More Thoughts on The Discovery Eco-terrorist...

Just doing the research on this event has reminded me of just why I hate my fellow human beings. This story is just so sad on so many points.

First, there's Lee himself; he was obviously deeply disturbed, and it was so obviously apparent to so many around him. Included in this number are his own relatives, a few "friends" that have been quoted, the people at the Discovery Channel who have said they guessed at the identity of their would-be attacker before anyone in the media had even identified him. Also, naturally, anyone with internet access who may have visited his website and just shrugged him off as some dope on a soapbox, or the criminal justice system which saw fit to release man who stood on a street corner throwing away thousands of dollars in cash who judged that while his actions may have certainly seemed insane, since they weren't exactly illegal, it was okay to let him loose with but a slap upon the wrist and not a thought about committing him to psychiatric care (on the odd chance that it might have actually worked in his case).

I mean, who wants to get involved with a lunatic, right? Not even the people who claim to love him, or the authorities designated to protect the greater society, it seems

Not one of those of people made an effort to help this guy, and in not lifting a finger to help a disturbed man, they put thousands of other lives at risk.

Then there are the morons who find the episode infinitely entertaining; the thoughtless boobs who post snarky comments (mostly anonymously, of course, the cowards) about the humor they find in a situation where a deranged man obsessed with population control meets his own demise at the hands of the police, and in an "ironic"way (is this really irony?), he accomplishes his mission to see the human race destroyed -- by getting himself killed.

I don't find anything even remotely funny in that.

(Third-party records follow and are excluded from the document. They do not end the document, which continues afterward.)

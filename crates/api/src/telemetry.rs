//! Process bootstrap shared by the api and worker binaries.

use tokio::signal;
use tracing_subscriber::EnvFilter;
use tracing_subscriber::fmt;
use tracing_subscriber::layer::SubscriberExt;
use tracing_subscriber::util::SubscriberInitExt;

use crate::config::{Config, LogFormat};

/// Installs the global tracing subscriber.
///
/// `RUST_LOG` wins over the configured level when both are set.
pub fn init_tracing(config: &Config) {
    let filter = EnvFilter::try_from_default_env()
        .unwrap_or_else(|_| EnvFilter::new(&config.log_level));
    let json = config.log_format == LogFormat::Json;

    tracing_subscriber::registry()
        .with(filter)
        .with(json.then(|| fmt::layer().json()))
        .with((!json).then(|| fmt::layer()))
        .init();
}

/// Waits for a shutdown signal (SIGINT or SIGTERM).
pub async fn shutdown_signal() {
    let ctrl_c = async {
        signal::ctrl_c()
            .await
            .expect("failed to install SIGINT handler");
    };

    #[cfg(unix)]
    let terminate = async {
        signal::unix::signal(signal::unix::SignalKind::terminate())
            .expect("failed to install SIGTERM handler")
            .recv()
            .await;
    };

    #[cfg(not(unix))]
    let terminate = std::future::pending::<()>();

    tokio::select! {
        () = ctrl_c => {
            tracing::info!("received SIGINT, starting graceful shutdown");
        }
        () = terminate => {
            tracing::info!("received SIGTERM, starting graceful shutdown");
        }
    }
}
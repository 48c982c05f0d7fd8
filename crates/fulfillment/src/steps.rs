//! Audit messages written by the fulfillment steps.

pub const MSG_VALIDATED: &str = "Order validated";

pub const MSG_PAYMENT_STARTED: &str = "Payment started";

pub const MSG_PAYMENT_DONE: &str = "Payment done";

pub const MSG_PAYMENT_FAILED: &str = "Payment failed";

pub const MSG_INVOICE_GENERATED: &str = "Invoice generated";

These are the same people who don't realize that even if Lee didn't achieve his ultimate goal, he still put thousands of others at risk (including children), fired a gunshot inside a crowded building, got his hands on explosives despite all that Homeland Security bullshit, and paralyzed an entire city for an afternoon. The actions motivated by his own psychological issues will now be transferred to thousands of others in the form of mental health issues of their own -- both because of their experiences, and because they will now live in (further) fear of the mentally ill.

Of course, those who poke fun at a sick man and a dangerous situation don't see what's lurking on the horizon; the Copycats. Pretty soon, some other lunatic with an untreated-but-everyone-knew-about-it neurosis and a petty axe to grind will decide that what Lee attempted seems like a goddamned good idea. Don't be surprised if in future someone walks into a McDonald's with a flamethrower and demands that every order of large fries have exactly 83 tasty taters in it. It won't be long now before someone walks into IBM headquarters with a bomb and tries to get the corporate bigwigs to turn the company's focus and resources on the "serious problem" of hands-free porn surfing. I'm dreading the day when someone decides that it's about time someone solved the age-old dilemma of why there are only 8 buns in the bag when hot dogs come in packages of 10, and tries to make their point with a Glock, a ton of Ampho, and a fucking manifesto.

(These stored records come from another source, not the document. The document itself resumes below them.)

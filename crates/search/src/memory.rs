//! In-memory search index with Elasticsearch-like fuzzy matching.

use std::cmp::Ordering;
use std::collections::BTreeMap;
use std::sync::Arc;
use std::sync::atomic::{AtomicBool, Ordering as AtomicOrdering};

use async_trait::async_trait;
use common::OrderId;
use tokio::sync::RwLock;

use crate::document::SearchDocument;
use crate::index::SearchIndex;
use crate::query::SearchQuery;
use crate::{Result, SearchError};

const CUSTOMER_NAME_BOOST: f64 = 2.0;

/// In-memory search index.
///
/// Text is split into lowercase words and compared term by term with the
/// same `AUTO` edit-distance allowance Elasticsearch applies: none for terms
/// of up to two characters, one up to five, two beyond that.
#[derive(Clone, Default)]
pub struct InMemorySearchIndex {
    documents: Arc<RwLock<BTreeMap<OrderId, SearchDocument>>>,
    unavailable: Arc<AtomicBool>,
}

impl InMemorySearchIndex {
    pub fn new() -> Self {
        Self::default()
    }

    /// Makes every call fail while set.
    pub fn set_unavailable(&self, unavailable: bool) {
        self.unavailable.store(unavailable, AtomicOrdering::SeqCst);
    }

    /// Returns the stored document for an order.
    pub async fn get(&self, order_id: OrderId) -> Option<SearchDocument> {
        self.documents.read().await.get(&order_id).cloned()
    }

    pub async fn len(&self) -> usize {
        self.documents.read().await.len()
    }

    pub async fn is_empty(&self) -> bool {
        self.documents.read().await.is_empty()
    }

    fn check_available(&self) -> Result<()> {
        if self.unavailable.load(AtomicOrdering::SeqCst) {
            return Err(SearchError::Unavailable);
        }
        Ok(())
    }
}

#[async_trait]
impl SearchIndex for InMemorySearchIndex {
    async fn ensure_index(&self) -> Result<()> {
        self.check_available()
    }

    async fn index_document(&self, document: &SearchDocument) -> Result<()> {
        self.check_available()?;
        self.documents
            .write()
            .await
            .insert(document.order_id, document.clone());
        Ok(())
    }

    async fn search(&self, query: &SearchQuery) -> Result<Vec<SearchDocument>> {
        self.check_available()?;
        let documents = self.documents.read().await;

        let mut scored: Vec<(f64, &SearchDocument)> = if let Some(status) = query.status {
            documents
                .values()
                .filter(|doc| doc.status == status)
                .map(|doc| (1.0, doc))
                .collect()
        } else if let Some(text) = query.trimmed_text() {
            let terms = tokenize(text);
            let order_id = text.parse::<i64>().ok();
            documents
                .values()
                .map(|doc| (score(doc, &terms, order_id), doc))
                .filter(|(score, _)| *score > 0.0)
                .collect()
        } else {
            documents.values().map(|doc| (1.0, doc)).collect()
        };

        scored.sort_by(|(a_score, a), (b_score, b)| {
            b_score
                .partial_cmp(a_score)
                .unwrap_or(Ordering::Equal)
                .then(a.order_id.cmp(&b.order_id))
        });

        Ok(scored
            .into_iter()
            .skip(query.from)
            .take(query.size)
            .map(|(_, doc)| doc.clone())
            .collect())
    }
}

fn score(doc: &SearchDocument, terms: &[String], order_id: Option<i64>) -> f64 {
    let name_hits = doc
        .customer_name
        .as_deref()
        .map(|name| matching_terms(terms, &tokenize(name)))
        .unwrap_or(0);

    let item_hits = doc
        .items
        .iter()
        .map(|item| matching_terms(terms, &tokenize(&item.name)))
        .max()
        .unwrap_or(0);

    let id_hit = order_id.is_some_and(|id| id == doc.order_id.as_i64());

    CUSTOMER_NAME_BOOST * name_hits as f64 + item_hits as f64 + if id_hit { 1.0 } else { 0.0 }
}

/// Number of query terms that fuzzily match some field token.
fn matching_terms(terms: &[String], tokens: &[String]) -> usize {
    terms
        .iter()
        .filter(|term| {
            let allowed = auto_fuzziness(term);
            tokens.iter().any(|token| edit_distance(term, token) <= allowed)
        })
        .count()
}

fn tokenize(text: &str) -> Vec<String> {
    text.split(|c: char| !c.is_alphanumeric())
        .filter(|word| !word.is_empty())
        .map(str::to_lowercase)
        .collect()
}

fn auto_fuzziness(term: &str) -> usize {
    match term.chars().count() {
        0..=2 => 0,
        3..=5 => 1,
        _ => 2,
    }
}

/// Levenshtein distance counting an adjacent transposition as one edit.
fn edit_distance(a: &str, b: &str) -> usize {
    let a: Vec<char> = a.chars().collect();
    let b: Vec<char> = b.chars().collect();
    let width = b.len() + 1;
    let mut d = vec![0usize; (a.len() + 1) * width];

    for i in 0..=a.len() {
        d[i * width] = i;
    }
    for j in 0..=b.len() {
        d[j] = j;
    }

    for i in 1..=a.len() {
        for j in 1..=b.len() {
            let cost = usize::from(a[i - 1] != b[j - 1]);
            let mut best = (d[(i - 1) * width + j] + 1)
                .min(d[i * width + j - 1] + 1)
                .min(d[(i - 1) * width + j - 1] + cost);
            if i > 1 && j > 1 && a[i - 1] == b[j - 2] && a[i - 2] == b[j - 1] {
                best = best.min(d[(i - 2) * width + j - 2] + 1);
            }
            d[i * width + j] = best;
        }
    }

    d[a.len() * width + b.len()]
}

And why is it that every deranged idiot has a "manifesto"? Perhaps if the psychological profession put their minds to work on that, they'd be a shade more useful.

This is not over. Not by a long shot.

And in a week or so, after the overpaid-but-otherwise-useless Flapping Rectums on the idiot box have exhausted discussion on the social and political ramifications and motivations of Lee's actions, it will all be forgotten...and nothing will have been learned.

James Jay Lee was a criminal, make no mistake about that. But before he was, he was a man in need of help, and no one could be bothered to give it to him. We're extremely fortunate that no one else paid for that little oversight.